- **DATA FOR REVIEW**
____________

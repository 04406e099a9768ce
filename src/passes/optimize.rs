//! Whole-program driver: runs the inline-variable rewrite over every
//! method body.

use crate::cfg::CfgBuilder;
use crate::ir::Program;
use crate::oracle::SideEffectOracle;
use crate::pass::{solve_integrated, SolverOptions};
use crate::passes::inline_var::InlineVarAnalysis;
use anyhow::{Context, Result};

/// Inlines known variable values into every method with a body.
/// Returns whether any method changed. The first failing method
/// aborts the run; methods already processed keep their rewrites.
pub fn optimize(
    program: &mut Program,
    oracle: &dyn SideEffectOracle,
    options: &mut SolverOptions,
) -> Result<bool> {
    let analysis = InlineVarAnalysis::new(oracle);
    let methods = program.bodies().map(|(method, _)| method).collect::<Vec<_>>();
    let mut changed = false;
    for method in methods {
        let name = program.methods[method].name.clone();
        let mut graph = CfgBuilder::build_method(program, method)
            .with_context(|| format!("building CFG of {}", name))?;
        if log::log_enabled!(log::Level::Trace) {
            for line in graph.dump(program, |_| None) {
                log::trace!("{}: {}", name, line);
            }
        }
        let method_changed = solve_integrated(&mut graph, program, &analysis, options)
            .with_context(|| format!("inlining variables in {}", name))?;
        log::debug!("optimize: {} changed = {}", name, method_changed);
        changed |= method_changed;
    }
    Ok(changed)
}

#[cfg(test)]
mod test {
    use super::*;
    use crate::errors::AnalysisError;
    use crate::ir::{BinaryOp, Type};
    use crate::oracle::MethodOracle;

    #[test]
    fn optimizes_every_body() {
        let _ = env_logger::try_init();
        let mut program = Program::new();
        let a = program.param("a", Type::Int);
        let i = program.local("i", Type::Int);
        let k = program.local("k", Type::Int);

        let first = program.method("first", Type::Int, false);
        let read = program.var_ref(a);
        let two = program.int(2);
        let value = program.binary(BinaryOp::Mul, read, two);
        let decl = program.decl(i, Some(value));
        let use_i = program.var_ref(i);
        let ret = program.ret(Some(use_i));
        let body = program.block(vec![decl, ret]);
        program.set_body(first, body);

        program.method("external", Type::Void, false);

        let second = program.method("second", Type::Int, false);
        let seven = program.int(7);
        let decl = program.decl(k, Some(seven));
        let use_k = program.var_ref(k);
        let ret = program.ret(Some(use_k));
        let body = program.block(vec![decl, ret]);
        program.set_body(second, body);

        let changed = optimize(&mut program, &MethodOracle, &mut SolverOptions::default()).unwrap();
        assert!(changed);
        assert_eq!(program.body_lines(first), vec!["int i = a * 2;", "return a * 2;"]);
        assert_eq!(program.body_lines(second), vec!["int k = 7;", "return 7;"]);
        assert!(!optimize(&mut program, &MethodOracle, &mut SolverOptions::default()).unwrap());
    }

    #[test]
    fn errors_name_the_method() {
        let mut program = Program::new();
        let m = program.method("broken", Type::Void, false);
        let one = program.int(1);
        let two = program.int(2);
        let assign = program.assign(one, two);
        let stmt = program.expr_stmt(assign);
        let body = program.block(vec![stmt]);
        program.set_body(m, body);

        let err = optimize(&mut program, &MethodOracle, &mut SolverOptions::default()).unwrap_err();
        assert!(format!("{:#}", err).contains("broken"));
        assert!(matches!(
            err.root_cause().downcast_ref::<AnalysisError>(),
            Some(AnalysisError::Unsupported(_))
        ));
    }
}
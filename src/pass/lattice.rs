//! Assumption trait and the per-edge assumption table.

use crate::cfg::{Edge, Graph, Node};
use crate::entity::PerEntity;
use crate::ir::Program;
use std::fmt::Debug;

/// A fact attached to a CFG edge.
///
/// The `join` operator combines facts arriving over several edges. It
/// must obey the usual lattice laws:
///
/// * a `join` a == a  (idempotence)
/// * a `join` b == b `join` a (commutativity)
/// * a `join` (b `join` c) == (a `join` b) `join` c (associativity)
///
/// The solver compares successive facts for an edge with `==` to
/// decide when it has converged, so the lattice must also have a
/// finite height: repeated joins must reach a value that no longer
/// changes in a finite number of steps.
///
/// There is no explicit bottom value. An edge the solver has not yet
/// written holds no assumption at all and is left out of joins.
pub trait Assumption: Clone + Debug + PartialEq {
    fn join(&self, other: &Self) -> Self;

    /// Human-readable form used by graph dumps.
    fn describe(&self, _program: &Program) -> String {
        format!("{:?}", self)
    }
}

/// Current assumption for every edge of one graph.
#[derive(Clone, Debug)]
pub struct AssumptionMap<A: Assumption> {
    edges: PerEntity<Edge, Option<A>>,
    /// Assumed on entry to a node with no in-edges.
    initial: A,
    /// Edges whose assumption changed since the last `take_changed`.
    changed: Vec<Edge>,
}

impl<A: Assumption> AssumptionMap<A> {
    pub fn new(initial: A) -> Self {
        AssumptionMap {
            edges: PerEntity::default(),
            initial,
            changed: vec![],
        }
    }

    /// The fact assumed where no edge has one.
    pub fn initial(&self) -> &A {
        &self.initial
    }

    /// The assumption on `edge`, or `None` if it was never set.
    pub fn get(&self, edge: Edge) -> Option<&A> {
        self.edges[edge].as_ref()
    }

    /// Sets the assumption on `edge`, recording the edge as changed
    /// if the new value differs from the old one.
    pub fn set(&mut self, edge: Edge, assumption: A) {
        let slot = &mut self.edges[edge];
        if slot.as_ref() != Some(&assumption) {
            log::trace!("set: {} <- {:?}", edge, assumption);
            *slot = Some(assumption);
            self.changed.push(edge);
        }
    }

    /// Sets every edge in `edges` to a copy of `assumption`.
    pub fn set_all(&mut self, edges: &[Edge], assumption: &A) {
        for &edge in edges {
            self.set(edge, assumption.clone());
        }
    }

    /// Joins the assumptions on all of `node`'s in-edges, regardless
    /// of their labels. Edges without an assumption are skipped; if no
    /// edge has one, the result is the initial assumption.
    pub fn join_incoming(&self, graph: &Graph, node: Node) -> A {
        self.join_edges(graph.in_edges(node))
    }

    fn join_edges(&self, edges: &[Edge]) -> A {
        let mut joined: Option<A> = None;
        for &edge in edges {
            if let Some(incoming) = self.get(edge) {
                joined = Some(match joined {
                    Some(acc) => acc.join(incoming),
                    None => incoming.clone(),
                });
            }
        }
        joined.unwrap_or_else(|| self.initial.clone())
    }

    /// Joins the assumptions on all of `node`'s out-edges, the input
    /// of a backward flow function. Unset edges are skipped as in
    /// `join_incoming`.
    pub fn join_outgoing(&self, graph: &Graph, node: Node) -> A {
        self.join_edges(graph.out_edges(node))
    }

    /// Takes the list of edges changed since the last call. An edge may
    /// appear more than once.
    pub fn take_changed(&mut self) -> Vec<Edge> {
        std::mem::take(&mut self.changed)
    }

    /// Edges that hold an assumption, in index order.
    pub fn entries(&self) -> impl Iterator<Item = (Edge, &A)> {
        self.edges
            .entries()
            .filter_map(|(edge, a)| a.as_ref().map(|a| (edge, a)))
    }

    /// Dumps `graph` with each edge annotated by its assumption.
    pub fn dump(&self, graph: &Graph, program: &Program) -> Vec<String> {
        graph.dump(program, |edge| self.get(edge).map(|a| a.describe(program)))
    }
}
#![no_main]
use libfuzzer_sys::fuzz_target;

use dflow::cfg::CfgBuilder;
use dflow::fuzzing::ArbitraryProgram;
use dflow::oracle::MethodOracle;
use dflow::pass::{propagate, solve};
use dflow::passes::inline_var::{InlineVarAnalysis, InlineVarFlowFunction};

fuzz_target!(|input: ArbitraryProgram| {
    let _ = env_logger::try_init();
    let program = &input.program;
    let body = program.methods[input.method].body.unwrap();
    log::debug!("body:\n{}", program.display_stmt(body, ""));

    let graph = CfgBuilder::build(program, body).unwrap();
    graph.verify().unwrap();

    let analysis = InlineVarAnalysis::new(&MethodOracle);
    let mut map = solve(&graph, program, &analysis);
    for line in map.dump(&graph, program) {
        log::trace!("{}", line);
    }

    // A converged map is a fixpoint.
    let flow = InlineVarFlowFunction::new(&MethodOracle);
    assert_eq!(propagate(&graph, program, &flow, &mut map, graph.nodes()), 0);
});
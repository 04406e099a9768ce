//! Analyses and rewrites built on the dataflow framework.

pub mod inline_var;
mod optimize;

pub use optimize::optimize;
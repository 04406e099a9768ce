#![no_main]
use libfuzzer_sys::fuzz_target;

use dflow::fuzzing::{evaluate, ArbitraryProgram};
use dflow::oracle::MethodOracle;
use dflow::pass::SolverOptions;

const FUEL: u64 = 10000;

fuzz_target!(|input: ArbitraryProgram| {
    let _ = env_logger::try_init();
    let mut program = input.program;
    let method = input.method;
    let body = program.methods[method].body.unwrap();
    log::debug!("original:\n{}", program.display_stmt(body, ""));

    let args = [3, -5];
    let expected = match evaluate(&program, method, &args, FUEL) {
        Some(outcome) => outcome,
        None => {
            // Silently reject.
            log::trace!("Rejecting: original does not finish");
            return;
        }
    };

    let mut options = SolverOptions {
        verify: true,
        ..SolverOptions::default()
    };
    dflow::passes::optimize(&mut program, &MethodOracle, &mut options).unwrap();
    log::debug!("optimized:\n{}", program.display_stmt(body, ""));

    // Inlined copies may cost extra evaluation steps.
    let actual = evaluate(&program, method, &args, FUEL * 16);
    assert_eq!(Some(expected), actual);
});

____________

- **TASK DESCRIPTION**
The reply should hold only the lines from the beginning of the listing to the line with "let ret = program.ret(Some(use_i));", both ends included, unchanged.

- **EXPECTED ANSWER**
repository 04406e099a9768ce
filename src/passes/optimize.rs
//! Whole-program driver: runs the inline-variable rewrite over every
//! method body.

use crate::cfg::CfgBuilder;
use crate::ir::Program;
use crate::oracle::SideEffectOracle;
use crate::pass::{solve_integrated, SolverOptions};
use crate::passes::inline_var::InlineVarAnalysis;
use anyhow::{Context, Result};

/// Inlines known variable values into every method with a body.
/// Returns whether any method changed. The first failing method
/// aborts the run; methods already processed keep their rewrites.
pub fn optimize(
    program: &mut Program,
    oracle: &dyn SideEffectOracle,
    options: &mut SolverOptions,
) -> Result<bool> {
    let analysis = InlineVarAnalysis::new(oracle);
    let methods = program.bodies().map(|(method, _)| method).collect::<Vec<_>>();
    let mut changed = false;
    for method in methods {
        let name = program.methods[method].name.clone();
        let mut graph = CfgBuilder::build_method(program, method)
            .with_context(|| format!("building CFG of {}", name))?;
        if log::log_enabled!(log::Level::Trace) {
            for line in graph.dump(program, |_| None) {
                log::trace!("{}: {}", name, line);
            }
        }
        let method_changed = solve_integrated(&mut graph, program, &analysis, options)
            .with_context(|| format!("inlining variables in {}", name))?;
        log::debug!("optimize: {} changed = {}", name, method_changed);
        changed |= method_changed;
    }
    Ok(changed)
}

#[cfg(test)]
mod test {
    use super::*;
    use crate::errors::AnalysisError;
    use crate::ir::{BinaryOp, Type};
    use crate::oracle::MethodOracle;

    #[test]
    fn optimizes_every_body() {
        let _ = env_logger::try_init();
        let mut program = Program::new();
        let a = program.param("a", Type::Int);
        let i = program.local("i", Type::Int);
        let k = program.local("k", Type::Int);

        let first = program.method("first", Type::Int, false);
        let read = program.var_ref(a);
        let two = program.int(2);
        let value = program.binary(BinaryOp::Mul, read, two);
        let decl = program.decl(i, Some(value));
        let use_i = program.var_ref(i);
        let ret = program.ret(Some(use_i));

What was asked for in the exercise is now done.